Jobs' expression told me that he didn't want to give away free iPhone 4 cases. But perhaps a question during the Q&A reveals why. In response to renown Machead John Gruber, Jobs said that he doesn't use a case -- that he holds the phone in the Death Grip but doesn't see any problems. Lucky, Jobs. He must live in a good AT&T reception area.

Apples Five Responses

I want to put Apple's responses in context of the 5 things I said the company should do to kill Death Grip. I could easily have scripted Apple's media playbook, Jobs' five responses so mirrored my recommendations. They are:

1. Software update

I recommended that Apple release iOS 4.1 or whatever update is necessary to properly align the signal indicator and quash and other radio-related bugs (Bluetooth would be good starter). If Apple is smart, the update with pack goodies, like FaceTime over 3G capabilities, that will excite the masses and shift focus away from Death Grip.

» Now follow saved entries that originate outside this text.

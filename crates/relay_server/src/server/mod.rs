#![forbid(unsafe_code)]

pub mod health;
pub mod webhook;
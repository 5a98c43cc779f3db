mod commands;
mod config;
mod remote;
mod server;

use anyhow::Result;
use clap::{Parser, Subcommand};
use std::process;
use tracing_subscriber::EnvFilter;

use crate::commands::{
    LoginArgs, MealArgs, SyncMode, cmd_login, cmd_logout, cmd_meal_delete, cmd_meal_list,
    cmd_meal_log, cmd_profile_set, cmd_profile_show, cmd_status, cmd_summary, cmd_sync,
    cmd_weight_delete, cmd_weight_history, cmd_weight_log,
};
use crate::config::Config;
use stride_core::documents::DocumentStore;
use stride_core::models::ProfileUpdate;
use stride_core::{Session, StrideService};

#[derive(Parser)]
#[command(
    name = "stride",
    version,
    about = "A local-first fitness tracker that syncs in the background"
)]
struct Cli {
    #[command(subcommand)]
    command: Commands,
}

#[derive(Subcommand)]
enum Commands {
    /// Sign in and run an initial sync
    Login {
        /// Account id to sign in as
        user_id: String,
        /// Base URL of the sync server (e.g. http://127.0.0.1:8080)
        #[arg(long)]
        remote: Option<String>,
        /// API key for the sync server
        #[arg(long)]
        api_key: Option<String>,
        /// Sign in without syncing
        #[arg(long)]
        no_sync: bool,
        /// Output as JSON
        #[arg(long)]
        json: bool,
    },
    /// Sign out. Unsynced entries stay on this device
    Logout {
        /// Output as JSON
        #[arg(long)]
        json: bool,
    },
    /// Show or edit the profile
    Profile {
        #[command(subcommand)]
        command: ProfileCommands,
    },
    /// Log, list and delete meals
    Meal {
        #[command(subcommand)]
        command: MealCommands,
    },
    /// Track body weight
    Weight {
        #[command(subcommand)]
        command: WeightCommands,
    },
    /// Show the meals and macro totals for a day
    Summary {
        /// Date (YYYY-MM-DD, today, yesterday; default: today)
        date: Option<String>,
        /// Output as JSON
        #[arg(long)]
        json: bool,
    },
    /// Pull the profile then push local changes
    Sync {
        /// Only upload local changes
        #[arg(long, conflicts_with = "pull_only")]
        push_only: bool,
        /// Only download the profile
        #[arg(long)]
        pull_only: bool,
        /// Output as JSON
        #[arg(long)]
        json: bool,
    },
    /// Show sync status. Syncs first when the last sync is stale
    Status {
        /// Never start a sync
        #[arg(long)]
        no_sync: bool,
        /// Output as JSON
        #[arg(long)]
        json: bool,
    },
    /// Run the document server other devices sync against
    Serve {
        /// Port to listen on
        #[arg(short, long, default_value = "8080")]
        port: u16,
        /// Address to bind to (default: 127.0.0.1, use 0.0.0.0 to expose to network)
        #[arg(short, long, default_value = "127.0.0.1")]
        bind: String,
        /// Disable API key authentication (for development/testing)
        #[arg(long)]
        no_auth: bool,
    },
}

#[derive(Subcommand)]
enum ProfileCommands {
    /// Show the local profile
    Show {
        /// Output as JSON
        #[arg(long)]
        json: bool,
    },
    /// Update profile fields. Unset flags are left alone
    Set {
        #[arg(long)]
        name: Option<String>,
        #[arg(long)]
        email: Option<String>,
        /// male, female or other
        #[arg(long)]
        gender: Option<String>,
        /// YYYY-MM-DD
        #[arg(long)]
        birth_date: Option<String>,
        /// Height in cm
        #[arg(long)]
        height: Option<f64>,
        /// Weight in kg
        #[arg(long)]
        weight: Option<f64>,
        /// Target weight in kg
        #[arg(long)]
        target_weight: Option<f64>,
        /// lose, maintain or gain
        #[arg(long)]
        goal: Option<String>,
        /// sedentary, light, moderate, active or `very_active`
        #[arg(long)]
        activity: Option<String>,
        /// Output as JSON
        #[arg(long)]
        json: bool,
    },
}

#[derive(Subcommand)]
enum MealCommands {
    /// Log a meal
    Log {
        /// Food name
        food: String,
        /// Calories per serving
        #[arg(long)]
        calories: f64,
        /// Protein per serving (g)
        #[arg(long, default_value = "0")]
        protein: f64,
        /// Carbs per serving (g)
        #[arg(long, default_value = "0")]
        carbs: f64,
        /// Fat per serving (g)
        #[arg(long, default_value = "0")]
        fat: f64,
        /// Meal type: breakfast, lunch, dinner, snack
        #[arg(short, long, default_value = "snack")]
        meal: String,
        /// Number of servings
        #[arg(short, long, default_value = "1")]
        quantity: f64,
        /// Date to log for (YYYY-MM-DD, default: today)
        #[arg(long)]
        date: Option<String>,
        /// Output as JSON
        #[arg(long)]
        json: bool,
    },
    /// List meals, optionally for one day
    List {
        /// Date (YYYY-MM-DD, today, yesterday)
        #[arg(long)]
        date: Option<String>,
        /// Output as JSON
        #[arg(long)]
        json: bool,
    },
    /// Delete a meal by id (a unique prefix is enough)
    Delete {
        id: String,
        /// Output as JSON
        #[arg(long)]
        json: bool,
    },
}

#[derive(Subcommand)]
enum WeightCommands {
    /// Log a weight entry
    Log {
        /// Weight value
        value: f64,
        /// Unit: kg or lbs
        #[arg(short, long, default_value = "kg")]
        unit: String,
        /// Date (YYYY-MM-DD, default: today)
        #[arg(long)]
        date: Option<String>,
        /// Output as JSON
        #[arg(long)]
        json: bool,
    },
    /// Show weight history, newest first
    History {
        /// Number of entries to show
        #[arg(short = 'n', long)]
        limit: Option<u32>,
        /// Output as JSON
        #[arg(long)]
        json: bool,
    },
    /// Delete a weight entry by id (a unique prefix is enough)
    Delete {
        id: String,
        /// Output as JSON
        #[arg(long)]
        json: bool,
    },
}

fn init_tracing() {
    let filter = EnvFilter::try_from_env("STRIDE_LOG").unwrap_or_else(|_| EnvFilter::new("warn"));
    tracing_subscriber::fmt()
        .with_env_filter(filter)
        .with_writer(std::io::stderr)
        .init();
}

#[tokio::main]
async fn main() {
    init_tracing();
    let cli = Cli::parse();

    if let Err(e) = run(cli).await {
        eprintln!("Error: {e:#}");
        process::exit(1);
    }
}

async fn run(cli: Cli) -> Result<()> {
    let config = Config::load()?;

    match cli.command {
        Commands::Serve {
            port,
            bind,
            no_auth,
        } => {
            let api_key = if no_auth {
                None
            } else {
                let (key, created) = config.load_or_create_api_key()?;
                if created {
                    eprintln!(
                        "Generated a new API key. Pass it to `stride login --api-key` on each device."
                    );
                }
                Some(key)
            };
            let store = DocumentStore::open(&config.server_db_path())?;
            server::start_server(store, port, &bind, api_key).await
        }
        command => run_local(config, command).await,
    }
}

/// Commands that work against the local database.
#[allow(clippy::too_many_lines)]
async fn run_local(mut config: Config, command: Commands) -> Result<()> {
    let session = match config.settings.user_id {
        Some(ref user_id) => Session::signed_in(user_id),
        None => Session::new(),
    };
    let service = StrideService::new(&config.db_path, session)?;

    match command {
        Commands::Login {
            user_id,
            remote,
            api_key,
            no_sync,
            json,
        } => {
            let args = LoginArgs {
                user_id,
                remote,
                api_key,
                no_sync,
            };
            cmd_login(&mut config, &service, args, json).await
        }
        Commands::Logout { json } => cmd_logout(&mut config, &service, json).await,
        Commands::Profile { command } => match command {
            ProfileCommands::Show { json } => cmd_profile_show(&service, json),
            ProfileCommands::Set {
                name,
                email,
                gender,
                birth_date,
                height,
                weight,
                target_weight,
                goal,
                activity,
                json,
            } => {
                let update = ProfileUpdate {
                    name,
                    email,
                    gender,
                    birth_date: None,
                    height,
                    weight,
                    target_weight,
                    goal,
                    activity_level: activity,
                };
                cmd_profile_set(&service, update, birth_date, json)
            }
        },
        Commands::Meal { command } => match command {
            MealCommands::Log {
                food,
                calories,
                protein,
                carbs,
                fat,
                meal,
                quantity,
                date,
                json,
            } => {
                let args = MealArgs {
                    food,
                    calories,
                    protein,
                    carbs,
                    fat,
                    meal,
                    quantity,
                    date,
                };
                cmd_meal_log(&service, args, json)
            }
            MealCommands::List { date, json } => cmd_meal_list(&service, date, json),
            MealCommands::Delete { id, json } => cmd_meal_delete(&service, &id, json),
        },
        Commands::Weight { command } => match command {
            WeightCommands::Log {
                value,
                unit,
                date,
                json,
            } => cmd_weight_log(&service, value, &unit, date, json),
            WeightCommands::History { limit, json } => cmd_weight_history(&service, limit, json),
            WeightCommands::Delete { id, json } => cmd_weight_delete(&service, &id, json),
        },
        Commands::Summary { date, json } => cmd_summary(&service, date, json),
        Commands::Sync {
            push_only,
            pull_only,
            json,
        } => {
            let mode = if push_only {
                SyncMode::PushOnly
            } else if pull_only {
                SyncMode::PullOnly
            } else {
                SyncMode::Full
            };
            cmd_sync(&config, &service, mode, json).await
        }
        Commands::Status { no_sync, json } => cmd_status(&config, &service, no_sync, json).await,
        Commands::Serve { .. } => Ok(()),
    }
}
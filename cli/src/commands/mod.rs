mod helpers;
mod meal;
mod profile;
mod summary;
mod sync;
mod weight;

pub(crate) use meal::{MealArgs, cmd_meal_delete, cmd_meal_list, cmd_meal_log};
pub(crate) use profile::{cmd_profile_set, cmd_profile_show};
pub(crate) use summary::cmd_summary;
pub(crate) use sync::{LoginArgs, SyncMode, cmd_login, cmd_logout, cmd_status, cmd_sync};
pub(crate) use weight::{cmd_weight_delete, cmd_weight_history, cmd_weight_log};
#[allow(clippy::float_cmp)]
fn merge_number(field: &mut f64, remote: Option<&Value>) -> bool {
    match remote.and_then(Value::as_f64) {
        Some(n) if n.is_finite() && n != 0.0 && *field != n => {
            *field = n;
            true
        }
        _ => false,
    }
}

/// Accepts either a plain `YYYY-MM-DD` date or a full RFC 3339 timestamp.
fn parse_document_date(value: &Value) -> Option<NaiveDate> {
    let text = value.as_str()?.trim();
    NaiveDate::parse_from_str(text, "%Y-%m-%d").ok().or_else(|| {
        DateTime::parse_from_rfc3339(text)
            .ok()
            .map(|ts| ts.date_naive())
    })
}

/// Partial edit of a profile. `None` leaves the field untouched.
#[derive(Debug, Clone, Default)]
pub struct ProfileUpdate {
    pub name: Option<String>,
    pub email: Option<String>,
    pub gender: Option<String>,
    pub birth_date: Option<NaiveDate>,
    pub height: Option<f64>,
    pub weight: Option<f64>,
    pub target_weight: Option<f64>,
    pub goal: Option<String>,
    pub activity_level: Option<String>,
}

impl ProfileUpdate {
    #[must_use]
    pub fn is_empty(&self) -> bool {
        self.name.is_none()
            && self.email.is_none()
            && self.gender.is_none()
            && self.birth_date.is_none()
            && self.height.is_none()
            && self.weight.is_none()
            && self.target_weight.is_none()
            && self.goal.is_none()
            && self.activity_level.is_none()
    }

    pub fn validate(&self) -> Result<()> {
        if let Some(ref gender) = self.gender {
            validate_choice("gender", gender, GENDERS)?;
        }
        if let Some(ref goal) = self.goal {
            validate_choice("goal", goal, GOALS)?;
        }
        if let Some(ref level) = self.activity_level {
            validate_choice("activity level", level, ACTIVITY_LEVELS)?;
        }
        for (label, value) in [
            ("height", self.height),
            ("weight", self.weight),
            ("target weight", self.target_weight),
        ] {
            if value.is_some_and(|v| !v.is_finite() || v <= 0.0) {
                bail!("{label} must be greater than 0");
            }
        }
        Ok(())
    }

    /// Apply the edit. Any applied edit marks the profile dirty.
    pub fn apply(&self, profile: &mut UserProfile, now: DateTime<Utc>) {
        if let Some(ref v) = self.name {
            profile.name.clone_from(v);
        }
        if let Some(ref v) = self.email {
            profile.email.clone_from(v);
        }
        if let Some(ref v) = self.gender {
            profile.gender = v.to_lowercase();
        }
        if let Some(v) = self.birth_date {
            profile.birth_date = Some(v);
        }
        if let Some(v) = self.height {
            profile.height = v;
        }
        if let Some(v) = self.weight {
            profile.weight = v;
        }
        if let Some(v) = self.target_weight {
            profile.target_weight = v;
        }
        if let Some(ref v) = self.goal {
            profile.goal = v.to_lowercase();
        }
        if let Some(ref v) = self.activity_level {
            profile.activity_level = v.to_lowercase();
        }
        if !self.is_empty() {
            profile.last_updated = now;
            profile.is_synced = false;
        }
    }
}

// --- Facts ---

/// The append-only fact kinds that are pushed as child documents.
#[derive(Debug, Clone, Copy, PartialEq, Eq, Hash, Serialize, Deserialize)]
#[serde(rename_all = "lowercase")]
pub enum EntityKind {
    Meal,
    Weight,
}

impl EntityKind {
    pub const ALL: [EntityKind; 2] = [EntityKind::Meal, EntityKind::Weight];

    /// Remote collection under the user document.
    #[must_use]
    pub fn collection(self) -> &'static str {
        match self {
            Self::Meal => "meals",
            Self::Weight => "weights",
        }
    }
}

impl fmt::Display for EntityKind {
    fn fmt(&self, f: &mut fmt::Formatter<'_>) -> fmt::Result {
        match self {
            Self::Meal => f.write_str("meal"),
            Self::Weight => f.write_str("weight"),
        }
    }
}

#[derive(Debug, Clone, PartialEq, Serialize)]
pub struct MealEntry {
    pub id: String,
    pub user_id: String,
    pub food_name: String,
    pub calories: f64,
    pub protein: f64,
    pub carbs: f64,
    pub fat: f64,
    pub meal_type: String,
    pub quantity: f64,
    pub date_added: NaiveDate,
    pub created_at: DateTime<Utc>,
    pub is_synced: bool,
    #[serde(skip_serializing_if = "Option::is_none")]
    pub remote_id: Option<String>,
}
use anyhow::{Context, Result};
use async_trait::async_trait;
use chrono::{DateTime, NaiveDate, SecondsFormat, Utc};
use rusqlite::types::Type;
use rusqlite::{Connection, OptionalExtension, params};
use uuid::Uuid;

use crate::models::{
    DailySummary, EntityKind, FactRecord, MealEntry, NewMealEntry, NewWeightEntry,
    UserProfile, WeightEntry,
};
use crate::store::LocalStore;

const PROFILE_COLUMNS: &str = "user_id, name, email, gender, birth_date, height, weight,
     target_weight, goal, activity_level, last_updated, is_synced, last_synced_at";

const MEAL_COLUMNS: &str = "id, user_id, food_name, calories, protein, carbs, fat, meal_type,
     quantity, date_added, created_at, is_synced, remote_id";

const WEIGHT_COLUMNS: &str = "id, user_id, weight, date, created_at, is_synced, remote_id";

pub struct Database {
    conn: Connection,
}
//! Error types for the sync engine.

use thiserror::Error;

use crate::models::EntityKind;

/// Result type for sync operations.
pub type SyncResult<T> = Result<T, SyncError>;

/// Errors surfaced by the pull, push and orchestration layers.
///
/// Adapter failures keep the full message chain of the underlying error
/// so the reason shown to the user is the one the store reported.
#[derive(Error, Debug, Clone, PartialEq, Eq)]
pub enum SyncError {
    /// No signed-in principal. Not retried automatically.
    #[error("not signed in")]
    NotAuthenticated,

    /// Local store I/O failed.
    #[error("local store error: {0}")]
    Local(String),

    /// Remote store I/O failed (network, HTTP status or decoding).
    #[error("remote store error: {0}")]
    Remote(String),

    /// Some fact records of one kind failed to upload. Records that did
    /// upload stay marked synced.
    #[error("{failed} of {attempted} {kind} records failed to upload: {last_error}")]
    PartialUploadFailure {
        kind: EntityKind,
        failed: usize,
        attempted: usize,
        last_error: String,
    },
}

impl SyncError {
    #[must_use]
    pub fn local(err: anyhow::Error) -> Self {
        Self::Local(format!("{err:#}"))
    }

    #[must_use]
    pub fn remote(err: anyhow::Error) -> Self {
        Self::Remote(format!("{err:#}"))
    }

    /// True for local or remote I/O failures.
    #[must_use]
    pub fn is_adapter(&self) -> bool {
        matches!(self, Self::Local(_) | Self::Remote(_))
    }
}

#[cfg(test)]
mod tests {
    use super::*;
    use anyhow::Context;

    #[test]
    fn adapter_errors_keep_context_chain() {
        let err: anyhow::Result<()> = Err(anyhow::anyhow!("connection reset"));
        let err = err.context("create meals document").unwrap_err();

        let sync = SyncError::remote(err);
        assert!(sync.is_adapter());
        assert_eq!(
            sync.to_string(),
            "remote store error: create meals document: connection reset"
        );
    }

    #[test]
    fn partial_failure_display() {
        let err = SyncError::PartialUploadFailure {
            kind: EntityKind::Meal,
            failed: 1,
            attempted: 3,
            last_error: "remote store error: timeout".to_string(),
        };
        assert_eq!(
            err.to_string(),
            "1 of 3 meal records failed to upload: remote store error: timeout"
        );
        assert!(!err.is_adapter());
        assert!(!SyncError::NotAuthenticated.is_adapter());
    }
}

Apple released iOS 4.01 within hours of that recommendation. During today's media event, Jobs said that another update, fixing problems with the proximity sensor, is coming. However, during the event Q&A, Scott Forstall called a New York Times report about an antenna software problem as being "false."

2. Engineering problem

I recommended that Apple bring out certified antenna engineers -- one to three of them -- to discuss how the iPhone 4 radios work and to do comparisons with other smartphones. Apple should assert that iPhone 4's weak signal performance isn't unique but that because of the phone's popularity, bloggers, Consumer Reports and journalists have amplified a small and common problem with antenna placement and reception. The engineers should also show how the antenna design boosts telephony performance more often than hinders it.

Steve Jobs directly addressed the engineering issues, making Death Grip comparisons to other smartphones, discussing signal strength and comparing iPhone 4 performance to the older 3GS (he admitted there are slightly more dropped calls on the new model).

3. Free cases

I recommended that Apple offer iPhone 4 owners freebees, Bumpers, $30 credit for case (or other accessories) or some other incentive, like free MobileMe for one year. Apple should not give away cases, because of the potential negative effects on iPhone partners. The freebees would be simply goodwill, available to those customers requesting them, with Apple admitting no fault.

Apple will offer free cases for phones sold through September 30th. Apple will replace Bumpers with cases. The end date strongly suggests Apple will have a final resolution in place by the end of September.

4. Number of returns

I recommended that Apple reveal the number of iPhone 4 returns. Apple could assert that even with all the bad Death Grip publicity people love their iPhone 4s.

Jobs not only revealed the number of returns, but he put them in context. He also revealed the number of complaints. AT&T return rates for iPhone 4 are one-third of the 3GS. Early return rate for iPhone 3GS was 6 percent compared to 1.7 percent for iPhone 4. Additionally 0.55 percent of iPhone 4 owners have contacted AppleCare about reception problems.

5. No recall

I recommended that Apple emphatically state that there will be no iPhone 4 recall. As long as Apple lets the topic be, someone will write about the possibility of a recall. Apple should squash all speculation on the subject. The announcement would be right time to reveal availability of white iPhone 4s, increases in production capacity and availability in more countries. Rather than recall, Apple is expanding sales.

Yesterday someone leaked there would be no recall, which the company all but affirmed today. Jobs also announced that Apple had sold 3 million iPhone 4s, that the white model would be available by the end of the month and that the smartphone would be available in 17 more countries, starting July 30th.

In closing, one more thing: In the headline, referring to Jobs showing no real remorse, I asked: "Should he?" That's the question I pose for you to answer in comments.